My favorite part about all of this is that listeners of our podcast have been now referring to themselves as “douches”. We wound up getting texts about this controversy…
Luke has his Tens of listeners, Steve has his Douches of listeners. Go STP cast!
Count another vote for STP!!!!!!! But if you are going to be a douche....at least you are Titanic!!!!!!!!
Much respect for manning up BJ and STP. Way to be the bigger douche!
Gazelle.com asked 1,000 people if they’re rather go without sex or their iPhones for a weekend, 15 percent said they’d skip sex. 61% would also choose a good night’s sleep over sex. 20% of women would rather give up sex for a week than Facebook. 75% would give up sex for their favorite food.
What about you? What would you give up sex for? Here are some texts we received:
I'd give up sex for a 3 some with two girls of my choice
I would give up sex to live in the play boy house and then die of blue b****
I give up sex if I could get my contractor to finish my house.
I'd give up sex for 5 years to get Ron Paul on the ballot in all 50 states!
I'd give up sex for a mondo burrito at taco del mar.
i would give up sex for a month to get my husband a job. He is driving me nuts
I would give up sex for a weekend to party with you guys and the men's room.
I might give up sex for getting some more tattoos but sex with my boyfriend is so amazing im not sure i would give it up for anything. From jessica in Everett
I would give up sex for a chance to swim with a great white shark in South Africa and that says a lot cause my wife is smoking hot
I'd rather have a good cup of coffee in the morning, then have sex. Jessica~in Renton
I already gave up sex...I'm married
I'd give up sex for a classic camero
A new survey figured out the appropriate amount of time you should wait to handle awkward situations. Here are the results. "Shhh" someone in a movie theater. The average person says you should wait just under two minutes before you start making "shhh" sounds. Ask someone on a cell phone to keep it down. The average wait is just under two-and-a-half minutes. Give a parent a dirty look for not dealing with a loud baby. The average time is just after two minutes and 40 seconds. Realize you've been stood up on a blind date. Give the person 26 minutes before you bail. Honk at a car in front of you at a green light. The survey found the average person claims to wait 50 SECONDS before honking.
This led to a fun topic...What was the most awkward situation you have ever been in? Here are some of the texts we got:
I am a very heavily tattooed person, I even have several tattoos on my face, neck and hands. One time I was in line at the grocery store and an elderly woman
asked me if I had been to prison.. I said no. She then asked me if I was BORN looking this way!! Awkward. -brandon from Tacoma
My ex-wife trying to sleep with my girlfriend.
1979 working for playboy club in NJ, stuck in elevator with Barbi Benton for 45 minutes, Kurt
I worked for a medical company and was delivering oxygen setup to a patient in their home.

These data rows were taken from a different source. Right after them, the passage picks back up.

//! Status column view
//!
//! One instance per board column. The view subscribes to the store with a
//! status filter; every notification replaces its cached partition
//! wholesale, in snapshot order. Rendering always draws from the cache, so
//! the screen changes exactly when the store does.

use std::cell::RefCell;
use std::rc::Rc;

use ratatui::{
    layout::Rect,
    style::{Color, Modifier, Style},
    text::{Line, Span},
    widgets::{Block, Borders, List, ListItem},
    Frame,
};

use dragboard_core::{DragPayload, DragSource, DragTarget, Project, ProjectStatus, ProjectStore};

/// One rendered board column
pub struct ProjectListView {
    /// Column this view renders
    pub status: ProjectStatus,
    /// Column heading
    title: String,
    /// Partition cache, replaced wholesale on every store notification
    items: Rc<RefCell<Vec<Project>>>,
    /// Selected row
    selected: usize,
    /// Droppable affordance for the drag gesture in flight
    droppable: bool,
}

impl ProjectListView {
    /// Create a detached view for one column
    pub fn new(status: ProjectStatus, title: String) -> Self {
        Self {
            status,
            title,
            items: Rc::new(RefCell::new(Vec::new())),
            selected: 0,
            droppable: false,
        }
    }

    /// Register this view's partition listener with the store.
    ///
    /// The listener keeps only the projects matching this column's status,
    /// in snapshot order. The cache stays empty until the first
    /// notification.
    pub fn attach(&self, store: &mut ProjectStore) {
        let status = self.status;
        let items = Rc::clone(&self.items);
        store.subscribe(Box::new(move |snapshot| {
            *items.borrow_mut() = snapshot
                .iter()
                .filter(|p| p.status == status)
                .cloned()
                .collect();
        }));
    }

    /// Number of projects in this column
    pub fn len(&self) -> usize {
        self.items.borrow().len()
    }

    /// Check if the column is empty
    pub fn is_empty(&self) -> bool {
        self.items.borrow().is_empty()
    }

    /// The project under the selection, if any
    pub fn selected_project(&self) -> Option<Project> {
        self.items.borrow().get(self.selected).cloned()
    }

    /// Move the selection down, wrapping
    pub fn select_next(&mut self) {
        let len = self.len();
        if len > 0 {
            self.selected = (self.selected + 1) % len;
        }
    }

    /// Move the selection up, wrapping
    pub fn select_prev(&mut self) {
        let len = self.len();
        if len > 0 {
            if self.selected > 0 {
                self.selected -= 1;
            } else {
                self.selected = len - 1;
            }
        }
    }

    /// Pull the selection back in range after the partition shrank
    pub fn clamp_selection(&mut self) {
        let len = self.len();
        if self.selected >= len {
            self.selected = len.saturating_sub(1);
        }
    }

    /// Whether the column currently advertises itself as a drop target
    pub fn is_droppable(&self) -> bool {
        self.droppable
    }

    /// Render the column
    pub fn render(&self, frame: &mut Frame, area: Rect, focused: bool) {
        let items = self.items.borrow();

        let rows: Vec<ListItem> = items
            .iter()
            .enumerate()
            .map(|(i, project)| {
                let title_style = if focused && i == self.selected {
                    Style::default()
                        .bg(Color::DarkGray)
                        .add_modifier(Modifier::BOLD)
                } else {
                    Style::default().add_modifier(Modifier::BOLD)
                };

                ListItem::new(vec![
                    Line::from(vec![
                        Span::styled(project.title.clone(), title_style),
                        Span::styled(
                            format!("  {}", project.headcount_label()),
                            Style::default().fg(Color::Cyan),
                        ),
                    ]),
                    Line::from(Span::styled(
                        format!("  {}", project.description),
                        Style::default().fg(Color::DarkGray),
                    )),
                ])
            })
            .collect();

        let border_style = if self.droppable {
            Style::default().fg(Color::Green)
        } else if focused {
            Style::default().fg(Color::Cyan)
        } else {
            Style::default()
        };

        let heading = format!("{} ({})", self.title, items.len());
        let list = List::new(rows).block(
            Block::default()
                .title(heading)
                .borders(Borders::ALL)
                .border_style(border_style),
        );

        frame.render_widget(list, area);
    }
}

impl DragSource for ProjectListView {
    fn drag_start(&self) -> Option<DragPayload> {
        self.selected_project().map(|p| DragPayload::for_item(p.id))
    }
}

impl DragTarget for ProjectListView {
    fn drag_over(&mut self, payload: &DragPayload) -> bool {
        self.droppable = payload.is_item_transfer();
        self.droppable
    }

    fn drop_payload(&mut self, payload: &DragPayload, store: &mut ProjectStore) {
        if let Some(id) = payload.item_id() {
            store.change_status(id, self.status);
        }
        self.droppable = false;
    }

    fn drag_leave(&mut self) {
        self.droppable = false;
    }
}
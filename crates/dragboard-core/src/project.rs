//! Project domain model
//!
//! A project is one card on the board: a title, a description, the number
//! of people assigned to it, and the column it currently sits in.

use chrono::{DateTime, Utc};
use serde::{Deserialize, Serialize};
use uuid::Uuid;

/// Unique identifier for a project
#[derive(Debug, Clone, Copy, PartialEq, Eq, Hash, Serialize, Deserialize)]
pub struct ProjectId {
    /// The underlying UUID value
    pub value: Uuid,
}

impl ProjectId {
    /// Create a new random project ID
    pub fn new() -> Self {
        Self {
            value: Uuid::new_v4(),
        }
    }

    /// Create a project ID from a UUID
    pub fn from_uuid(uuid: Uuid) -> Self {
        Self { value: uuid }
    }

    /// Parse a project ID from a string
    pub fn parse(s: &str) -> Result<Self, uuid::Error> {
        Ok(Self {
            value: Uuid::parse_str(s)?,
        })
    }
}

impl Default for ProjectId {
    fn default() -> Self {
        Self::new()
    }
}

impl std::fmt::Display for ProjectId {
    fn fmt(&self, f: &mut std::fmt::Formatter<'_>) -> std::fmt::Result {
        write!(f, "{}", self.value)
    }
}

/// Which of the two board columns a project belongs to
#[derive(Debug, Clone, Copy, PartialEq, Eq, Hash, Serialize, Deserialize)]
pub enum ProjectStatus {
    /// Project is being worked on
    Active,
    /// Project is done
    Finished,
}

impl ProjectStatus {
    /// Both statuses, in board order (left column first)
    pub const ALL: [ProjectStatus; 2] = [ProjectStatus::Active, ProjectStatus::Finished];

    /// Get a human-readable name
    pub fn name(&self) -> &'static str {
        match self {
            ProjectStatus::Active => "Active",
            ProjectStatus::Finished => "Finished",
        }
    }

    /// The other column
    pub fn other(&self) -> ProjectStatus {
        match self {
            ProjectStatus::Active => ProjectStatus::Finished,
            ProjectStatus::Finished => ProjectStatus::Active,
        }
    }

    /// Check if the project is in the finished column
    pub fn is_finished(&self) -> bool {
        matches!(self, ProjectStatus::Finished)
    }
}

impl std::fmt::Display for ProjectStatus {
    fn fmt(&self, f: &mut std::fmt::Formatter<'_>) -> std::fmt::Result {
        write!(f, "{}", self.name())
    }
}

/// A unit of work tracked on the board
///
/// Identity never changes. Every field except `status` is fixed at creation;
/// there is no edit operation.
#[derive(Debug, Clone, PartialEq, Serialize, Deserialize)]
pub struct Project {
    /// Unique identifier
    pub id: ProjectId,
    /// Short title shown on the card
    pub title: String,
    /// Longer description of the work
    pub description: String,
    /// Number of people assigned (at least 1)
    pub headcount: u32,
    /// Column the project currently belongs to
    pub status: ProjectStatus,
    /// Creation time
    pub created: DateTime<Utc>,
}

impl Project {
    /// Create a new project in the Active column
    pub fn new(title: String, description: String, headcount: u32) -> Self {
        Self {
            id: ProjectId::new(),
            title,
            description,
            headcount,
            status: ProjectStatus::Active,
            created: Utc::now(),
        }
    }

    /// Label for the assigned headcount ("1 person" / "4 persons")
    pub fn headcount_label(&self) -> String {
        if self.headcount == 1 {
            "1 person".to_string()
        } else {
            format!("{} persons", self.headcount)
        }
    }
}
//! New project form
//!
//! Modal three-field form. Validation runs on submit; the store is only
//! invoked with input that passed every rule, and a rejected submission
//! shows its message inline without touching the store.

use ratatui::{
    layout::{Constraint, Direction, Layout, Rect},
    style::{Color, Modifier, Style},
    text::Span,
    widgets::{Block, Borders, Clear, Paragraph},
    Frame,
};

use dragboard_core::{validate_draft, ProjectId, ProjectStore, ValidationLimits};

/// Form fields in focus order
#[derive(Debug, Clone, Copy, PartialEq, Eq)]
enum Field {
    Title,
    Description,
    Headcount,
}

impl Field {
    fn next(self) -> Field {
        match self {
            Field::Title => Field::Description,
            Field::Description => Field::Headcount,
            Field::Headcount => Field::Title,
        }
    }

    fn prev(self) -> Field {
        match self {
            Field::Title => Field::Headcount,
            Field::Description => Field::Title,
            Field::Headcount => Field::Description,
        }
    }

    fn label(self) -> &'static str {
        match self {
            Field::Title => "Title",
            Field::Description => "Description",
            Field::Headcount => "Headcount",
        }
    }
}

/// State of the new-project form
pub struct ProjectForm {
    title: String,
    description: String,
    headcount: String,
    focus: Field,
    /// Rejection message from the last failed submit
    error: Option<String>,
}

impl ProjectForm {
    /// Create an empty form with the title field focused
    pub fn new() -> Self {
        Self {
            title: String::new(),
            description: String::new(),
            headcount: String::new(),
            focus: Field::Title,
            error: None,
        }
    }

    /// Reset all fields and the focus
    pub fn clear(&mut self) {
        self.title.clear();
        self.description.clear();
        self.headcount.clear();
        self.focus = Field::Title;
        self.error = None;
    }

    /// Move focus to the next field
    pub fn focus_next(&mut self) {
        self.focus = self.focus.next();
    }

    /// Move focus to the previous field
    pub fn focus_prev(&mut self) {
        self.focus = self.focus.prev();
    }

    /// Append a character to the focused field
    pub fn input_char(&mut self, c: char) {
        self.error = None;
        self.focused_value_mut().push(c);
    }

    /// Delete the last character of the focused field
    pub fn backspace(&mut self) {
        self.error = None;
        self.focused_value_mut().pop();
    }

    /// The rejection message from the last failed submit, if any
    pub fn error(&self) -> Option<&str> {
        self.error.as_deref()
    }

    /// Validate the raw fields and, on success, add the project.
    ///
    /// On failure the store is never invoked; the message is kept for
    /// rendering and the entered values stay put.
    pub fn submit(
        &mut self,
        store: &mut ProjectStore,
        limits: &ValidationLimits,
    ) -> Option<ProjectId> {
        match validate_draft(&self.title, &self.description, &self.headcount, limits) {
            Ok(draft) => {
                let id = store.add(draft.title, draft.description, draft.headcount);
                self.clear();
                Some(id)
            }
            Err(err) => {
                self.error = Some(err.to_string());
                None
            }
        }
    }

    fn focused_value_mut(&mut self) -> &mut String {
        match self.focus {
            Field::Title => &mut self.title,
            Field::Description => &mut self.description,
            Field::Headcount => &mut self.headcount,
        }
    }

    fn field_value(&self, field: Field) -> &str {
        match field {
            Field::Title => &self.title,
            Field::Description => &self.description,
            Field::Headcount => &self.headcount,
        }
    }

    /// Render the form as a modal overlay
    pub fn render(&self, frame: &mut Frame, area: Rect) {
        frame.render_widget(Clear, area);

        let block = Block::default().title("New Project").borders(Borders::ALL);
        let inner = block.inner(area);
        frame.render_widget(block, area);

        let rows = Layout::default()
            .direction(Direction::Vertical)
            .constraints([
                Constraint::Length(3), // Title
                Constraint::Length(3), // Description
                Constraint::Length(3), // Headcount
                Constraint::Length(1), // Error / hint
            ])
            .split(inner);

        for (row, field) in [Field::Title, Field::Description, Field::Headcount]
            .into_iter()
            .enumerate()
        {
            let focused = field == self.focus;
            let border_style = if focused {
                Style::default().fg(Color::Cyan)
            } else {
                Style::default()
            };
            let mut value = self.field_value(field).to_string();
            if focused {
                value.push('_');
            }
            let input = Paragraph::new(value).block(
                Block::default()
                    .title(field.label())
                    .borders(Borders::ALL)
                    .border_style(border_style),
            );
            frame.render_widget(input, rows[row]);
        }

        let footer = match &self.error {
            Some(message) => Span::styled(
                message.clone(),
                Style::default().fg(Color::Red).add_modifier(Modifier::BOLD),
            ),
            None => Span::styled(
                "Tab next field | Enter submit | Esc close",
                Style::default().fg(Color::DarkGray),
            ),
        };
        frame.render_widget(Paragraph::new(footer), rows[3]);
    }
}

impl Default for ProjectForm {
    fn default() -> Self {
        Self::new()
    }
}
//! TUI views

mod form_view;
mod list_view;

pub use form_view::ProjectForm;
pub use list_view::ProjectListView;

The patient died in the middle of my setup. The family went cr azy crying and was VERY awkward
I walked in on my sister having sex. It sucked.
When I was 16 I walked in on my brother and his partner in the kitchen they bring it up alot just to mess with me
Huge thanks to Tom Green for coming in this morning! Tom is going to be at the Tacoma Comedy Club tonight and all weekend! It was cool to meet a dude I watched on MTV all the time…plus Road Trip is still one of my favorite films!